» Aim of the exercise
How do the lines below between the ones holding "let mut dual" and "if lower != 0.0", inclusive, read? Give them again exactly, with no other lines.

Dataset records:

○ ○ ○ ○

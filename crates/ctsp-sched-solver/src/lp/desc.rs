// Copyright (c) 2025 Felix Kahle.
//
// Permission is hereby granted, free of charge, to any person obtaining
// a copy of this software and associated documentation files (the
// "Software"), to deal in the Software without restriction, including
// without limitation the rights to use, copy, modify, merge, publish,
// distribute, sublicense, and/or sell copies of the Software, and to
// permit persons to whom the Software is furnished to do so, subject to
// the following conditions:
//
// The above copyright notice and this permission notice shall be
// included in all copies or substantial portions of the Software.
//
// THE SOFTWARE IS PROVIDED "AS IS", WITHOUT WARRANTY OF ANY KIND,
// EXPRESS OR IMPLIED, INCLUDING BUT NOT LIMITED TO THE WARRANTIES OF
// MERCHANTABILITY, FITNESS FOR A PARTICULAR PURPOSE AND
// NONINFRINGEMENT. IN NO EVENT SHALL THE AUTHORS OR COPYRIGHT HOLDERS BE
// LIABLE FOR ANY CLAIM, DAMAGES OR OTHER LIABILITY, WHETHER IN AN ACTION
// OF CONTRACT, TORT OR OTHERWISE, ARISING FROM, OUT OF OR IN CONNECTION
// WITH THE SOFTWARE OR THE USE OR OTHER DEALINGS IN THE SOFTWARE.

//! Backend-independent LP model description.
//!
//! The description carries the full model (bounds, senses, sparse
//! coefficients, labels) and supports the in-place mutations the
//! parametric feasibility check needs between solves. Transposition into
//! the dual is a structural operation here, so the checker can solve the
//! dual while the model is stated as a primal.

use crate::lp::err::SolverError;
use std::collections::HashMap;

#[derive(Debug, Clone, Copy, PartialEq, Eq)]
pub enum ObjSense {
    Minimize,
    Maximize,
}

#[derive(Debug, Clone, Copy, PartialEq, Eq)]
pub enum RowSense {
    LessEq,
    GreaterEq,
    Equal,
}

/// One sparse coefficient.
#[derive(Debug, Clone, Copy, PartialEq)]
pub struct Coef {
    pub row: usize,
    pub col: usize,
    pub value: f64,
}

#[derive(Debug, Clone)]
pub struct ModelDescription {
    name: String,
    obj_sense: ObjSense,
    objective: Vec<f64>,
    bounds: Vec<(f64, f64)>,
    col_labels: Vec<String>,
    row_sense: Vec<RowSense>,
    rhs: Vec<f64>,
    row_labels: Vec<String>,
    coefs: Vec<Coef>,
    coef_index: HashMap<(usize, usize), usize>,
}

impl ModelDescription {
    pub fn new(name: impl Into<String>, obj_sense: ObjSense) -> Self {
        Self {
            name: name.into(),
            obj_sense,
            objective: Vec::new(),
            bounds: Vec::new(),
            col_labels: Vec::new(),
            row_sense: Vec::new(),
            rhs: Vec::new(),
            row_labels: Vec::new(),
            coefs: Vec::new(),
            coef_index: HashMap::new(),
        }
    }

    #[inline]
    pub fn name(&self) -> &str {
        &self.name
    }

    #[inline]
    pub fn obj_sense(&self) -> ObjSense {
        self.obj_sense
    }

    #[inline]
    pub fn n_cols(&self) -> usize {
        self.objective.len()
    }

    #[inline]
    pub fn n_rows(&self) -> usize {
        self.rhs.len()
    }

    #[inline]
    pub fn nz(&self) -> usize {
        self.coefs.len()
    }

    #[inline]
    pub fn objective(&self) -> &[f64] {
        &self.objective
    }

    #[inline]
    pub fn bounds(&self) -> &[(f64, f64)] {
        &self.bounds
    }

    #[inline]
    pub fn rhs(&self) -> &[f64] {
        &self.rhs
    }

    #[inline]
    pub fn row_sense(&self) -> &[RowSense] {
        &self.row_sense
    }

    #[inline]
    pub fn coefs(&self) -> &[Coef] {
        &self.coefs
    }

    #[inline]
    pub fn col_labels(&self) -> &[String] {
        &self.col_labels
    }

    #[inline]
    pub fn row_labels(&self) -> &[String] {
        &self.row_labels
    }

    pub fn push_col(&mut self, objective: f64, bounds: (f64, f64), label: impl Into<String>) -> usize {
        self.objective.push(objective);
        self.bounds.push(bounds);
        self.col_labels.push(label.into());
        self.objective.len() - 1
    }

    pub fn push_row(&mut self, sense: RowSense, rhs: f64, label: impl Into<String>) -> usize {
        self.row_sense.push(sense);
        self.rhs.push(rhs);
        self.row_labels.push(label.into());
        self.rhs.len() - 1
    }

    /// Set one coefficient, inserting it if absent.
    pub fn set_coef(&mut self, row: usize, col: usize, value: f64) {
        debug_assert!(row < self.n_rows() && col < self.n_cols());
        match self.coef_index.get(&(row, col)) {
            Some(&i) => self.coefs[i].value = value,
            None => {
                self.coef_index.insert((row, col), self.coefs.len());
                self.coefs.push(Coef { row, col, value });
            }
        }
    }

    #[inline]
    pub fn coef(&self, row: usize, col: usize) -> Option<f64> {
        self.coef_index.get(&(row, col)).map(|&i| self.coefs[i].value)
    }

    #[inline]
    pub fn set_objective(&mut self, col: usize, value: f64) {
        self.objective[col] = value;
    }

    #[inline]
    pub fn set_rhs(&mut self, row: usize, value: f64) {
        self.rhs[row] = value;
    }

    /// Delete the given rows, compacting indices.
    pub fn delete_rows(&mut self, rows: &[usize]) {
        if rows.is_empty() {
            return;
        }

        let n = self.n_rows();
        let mut keep = vec![true; n];
        for &r in rows {
            keep[r] = false;
        }

        let mut remap = vec![usize::MAX; n];
        let mut next = 0;
        for (r, &k) in keep.iter().enumerate() {
            if k {
                remap[r] = next;
                next += 1;
            }
        }

        let mut r = 0;
        self.rhs.retain(|_| {
            let k = keep[r];
            r += 1;
            k
        });
        let mut r = 0;
        self.row_sense.retain(|_| {
            let k = keep[r];
            r += 1;
            k
        });
        let mut r = 0;
        self.row_labels.retain(|_| {
            let k = keep[r];
            r += 1;
            k
        });

        self.coefs.retain(|c| keep[c.row]);
        for c in &mut self.coefs {
            c.row = remap[c.row];
        }
        self.rebuild_coef_index();
    }

    fn rebuild_coef_index(&mut self) {
        self.coef_index = self
            .coefs
            .iter()
            .enumerate()
            .map(|(i, c)| ((c.row, c.col), i))
            .collect();
    }

    /// Transpose into the dual model.
    ///
    /// Supported shape: every column boxed at `[0, upper]` (dual rows
    /// become equalities with the primal objective as right-hand side);
    /// dual columns take the primal right-hand sides as objective and the
    /// unit box implied by the row sense. The objective sense flips.
    pub fn dual(&self) -> Result<ModelDescription, SolverError> {
        let mut dual = ModelDescription::new(
            format!("{}_dual", self.name),
            match self.obj_sense {
                ObjSense::Minimize => ObjSense::Maximize,
                ObjSense::Maximize => ObjSense::Minimize,
            },
        );

        const BOUND: f64 = 1.0;

        for row in 0..self.n_rows() {
            let bounds = match (self.row_sense[row], self.obj_sense) {
                (RowSense::LessEq, ObjSense::Maximize) | (RowSense::GreaterEq, ObjSense::Minimize) => {
                    (0.0, BOUND)
                }
                (RowSense::LessEq, ObjSense::Minimize) | (RowSense::GreaterEq, ObjSense::Maximize) => {
                    (-BOUND, 0.0)
                }
                (RowSense::Equal, _) => (-BOUND, BOUND),
            };
            dual.push_col(self.rhs[row], bounds, self.row_labels[row].clone());
        }

        for col in 0..self.n_cols() {
            let (lower, _) = self.bounds[col];
            if lower != 0.0 {
                return Err(SolverError::UnsupportedModel(format!(
                    "column {col} is not lower-bounded at zero"
                )));
            }
            dual.push_row(RowSense::Equal, self.objective[col], self.col_labels[col].clone());
        }

        for c in &self.coefs {
            dual.set_coef(c.col, c.row, c.value);
        }

        Ok(dual)
    }
}
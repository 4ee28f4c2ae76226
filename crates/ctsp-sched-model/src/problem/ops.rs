// Copyright (c) 2025 Felix Kahle.
//
// Permission is hereby granted, free of charge, to any person obtaining
// a copy of this software and associated documentation files (the
// "Software"), to deal in the Software without restriction, including
// without limitation the rights to use, copy, modify, merge, publish,
// distribute, sublicense, and/or sell copies of the Software, and to
// permit persons to whom the Software is furnished to do so, subject to
// the following conditions:
//
// The above copyright notice and this permission notice shall be
// included in all copies or substantial portions of the Software.
//
// THE SOFTWARE IS PROVIDED "AS IS", WITHOUT WARRANTY OF ANY KIND,
// EXPRESS OR IMPLIED, INCLUDING BUT NOT LIMITED TO THE WARRANTIES OF
// MERCHANTABILITY, FITNESS FOR A PARTICULAR PURPOSE AND
// NONINFRINGEMENT. IN NO EVENT SHALL THE AUTHORS OR COPYRIGHT HOLDERS BE
// LIABLE FOR ANY CLAIM, DAMAGES OR OTHER LIABILITY, WHETHER IN AN ACTION
// OF CONTRACT, TORT OR OTHERWISE, ARISING FROM, OUT OF OR IN CONNECTION
// WITH THE SOFTWARE OR THE USE OR OTHER DEALINGS IN THE SOFTWARE.

//! Operations, arcs and operation partitions.
//!
//! An operation is the smallest schedulable unit: one vehicle (depot)
//! serving one customer, plus the per-depot departure/return sentinels.

/// A schedulable unit of work.
///
/// `customer` is 0 for departures and `n_customers + 1` for returns;
/// customer visits carry their 1-based customer id. `depot` is 0-based.
/// The resource vector is `(processing_time, duration_bound)`.
#[derive(Debug, Clone, PartialEq)]
pub struct Operation {
    name: String,
    customer: usize,
    depot: usize,
    resources: [f64; 2],
}

impl Operation {
    #[inline]
    pub fn new(name: String, customer: usize, depot: usize, resources: [f64; 2]) -> Self {
        Self {
            name,
            customer,
            depot,
            resources,
        }
    }

    #[inline]
    pub fn name(&self) -> &str {
        &self.name
    }

    #[inline]
    pub fn customer(&self) -> usize {
        self.customer
    }

    #[inline]
    pub fn depot(&self) -> usize {
        self.depot
    }

    #[inline]
    pub fn resources(&self) -> [f64; 2] {
        self.resources
    }

    #[inline]
    pub fn processing_time(&self) -> f64 {
        self.resources[0]
    }

    #[inline]
    pub fn duration_bound(&self) -> f64 {
        self.resources[1]
    }
}

/// A directed arc between two operations, tagged with the subsets its
/// endpoints belong to.
#[derive(Debug, Clone, Copy, PartialEq, Eq)]
pub struct ArcTriplet {
    pub from: usize,
    pub to: usize,
    pub subset_from: usize,
    pub subset_to: usize,
}

impl ArcTriplet {
    #[inline]
    pub fn new(from: usize, to: usize, subset_from: usize, subset_to: usize) -> Self {
        Self {
            from,
            to,
            subset_from,
            subset_to,
        }
    }
}

/// An arc inside a subset, together with its resource vector.
#[derive(Debug, Clone, PartialEq)]
pub struct SubsetArc {
    pub arc: ArcTriplet,
    pub resources: Vec<f64>,
}

/// A named group of operations and the arcs wired among them.
#[derive(Debug, Clone, PartialEq)]
pub struct Subset {
    name: String,
    resources: Vec<f64>,
    operations: Vec<usize>,
    arcs: Vec<SubsetArc>,
}

impl Subset {
    #[inline]
    pub fn new(name: String, resources: Vec<f64>) -> Self {
        Self {
            name,
            resources,
            operations: Vec::new(),
            arcs: Vec::new(),
        }
    }

    #[inline]
    pub fn name(&self) -> &str {
        &self.name
    }

    #[inline]
    pub fn resources(&self) -> &[f64] {
        &self.resources
    }

    #[inline]
    pub fn operations(&self) -> &[usize] {
        &self.operations
    }

    #[inline]
    pub fn arcs(&self) -> &[SubsetArc] {
        &self.arcs
    }

    #[inline]
    pub fn push_operation(&mut self, op: usize) {
        self.operations.push(op);
    }

    #[inline]
    pub fn push_arc(&mut self, arc: ArcTriplet, resources: Vec<f64>) {
        self.arcs.push(SubsetArc { arc, resources });
    }

    #[inline]
    pub fn contains(&self, op: usize) -> bool {
        self.operations.contains(&op)
    }
}

/// An ordered collection of subsets covering the operations.
#[derive(Debug, Clone, PartialEq)]
pub struct Partition {
    name: String,
    subsets: Vec<Subset>,
}

impl Partition {
    #[inline]
    pub fn new(name: String) -> Self {
        Self {
            name,
            subsets: Vec::new(),
        }
    }

    #[inline]
    pub fn name(&self) -> &str {
        &self.name
    }

    #[inline]
    pub fn subsets(&self) -> &[Subset] {
        &self.subsets
    }

    #[inline]
    pub fn push(&mut self, subset: Subset) {
        self.subsets.push(subset);
    }

    /// Subset index of each operation, or `None` where uncovered.
    pub fn subset_of(&self, n_operations: usize) -> Vec<Option<usize>> {
        let mut map = vec![None; n_operations];
        for (k, subset) in self.subsets.iter().enumerate() {
            for &op in subset.operations() {
                map[op] = Some(k);
            }
        }
        map
    }
}

#[cfg(test)]
mod tests {
    use super::*;

    #[test]
    fn subset_membership_and_arcs() {
        let mut s = Subset::new("Day 1".into(), vec![3.0, 100.0]);
        s.push_operation(0);
        s.push_operation(4);
        s.push_arc(ArcTriplet::new(0, 4, 0, 0), vec![10.0, 10.0]);

        assert!(s.contains(4));
        assert!(!s.contains(2));
        assert_eq!(s.arcs().len(), 1);
        assert_eq!(s.arcs()[0].arc.to, 4);
    }

    #[test]
    fn partition_subset_map_covers_members() {
        let mut p = Partition::new("Routing".into());
        let mut a = Subset::new("a".into(), vec![]);
        a.push_operation(0);
        let mut b = Subset::new("b".into(), vec![]);
        b.push_operation(2);
        p.push(a);
        p.push(b);

        let map = p.subset_of(3);
        assert_eq!(map, vec![Some(0), None, Some(1)]);
    }
}
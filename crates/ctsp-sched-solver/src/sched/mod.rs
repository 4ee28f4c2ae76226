// Copyright (c) 2025 Felix Kahle.
//
// Permission is hereby granted, free of charge, to any person obtaining
// a copy of this software and associated documentation files (the
// "Software"), to deal in the Software without restriction, including
// without limitation the rights to use, copy, modify, merge, publish,
// distribute, sublicense, and/or sell copies of the Software, and to
// permit persons to whom the Software is furnished to do so, subject to
// the following conditions:
//
// The above copyright notice and this permission notice shall be
// included in all copies or substantial portions of the Software.
//
// THE SOFTWARE IS PROVIDED "AS IS", WITHOUT WARRANTY OF ANY KIND,
// EXPRESS OR IMPLIED, INCLUDING BUT NOT LIMITED TO THE WARRANTIES OF
// MERCHANTABILITY, FITNESS FOR A PARTICULAR PURPOSE AND
// NONINFRINGEMENT. IN NO EVENT SHALL THE AUTHORS OR COPYRIGHT HOLDERS BE
// LIABLE FOR ANY CLAIM, DAMAGES OR OTHER LIABILITY, WHETHER IN AN ACTION
// OF CONTRACT, TORT OR OTHERWISE, ARISING FROM, OUT OF OR IN CONNECTION
// WITH THE SOFTWARE OR THE USE OR OTHER DEALINGS IN THE SOFTWARE.

pub mod err;
pub mod output;
pub mod scheduler;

○ ○ ○ ○

» Exercise response
        let mut dual = ModelDescription::new(
            format!("{}_dual", self.name),
            match self.obj_sense {
                ObjSense::Minimize => ObjSense::Maximize,
                ObjSense::Maximize => ObjSense::Minimize,
            },
        );

        const BOUND: f64 = 1.0;

        for row in 0..self.n_rows() {
            let bounds = match (self.row_sense[row], self.obj_sense) {
                (RowSense::LessEq, ObjSense::Maximize) | (RowSense::GreaterEq, ObjSense::Minimize) => {
                    (0.0, BOUND)
                }
                (RowSense::LessEq, ObjSense::Minimize) | (RowSense::GreaterEq, ObjSense::Maximize) => {
                    (-BOUND, 0.0)
                }
                (RowSense::Equal, _) => (-BOUND, BOUND),
            };
            dual.push_col(self.rhs[row], bounds, self.row_labels[row].clone());
        }

        for col in 0..self.n_cols() {
            let (lower, _) = self.bounds[col];
            if lower != 0.0 {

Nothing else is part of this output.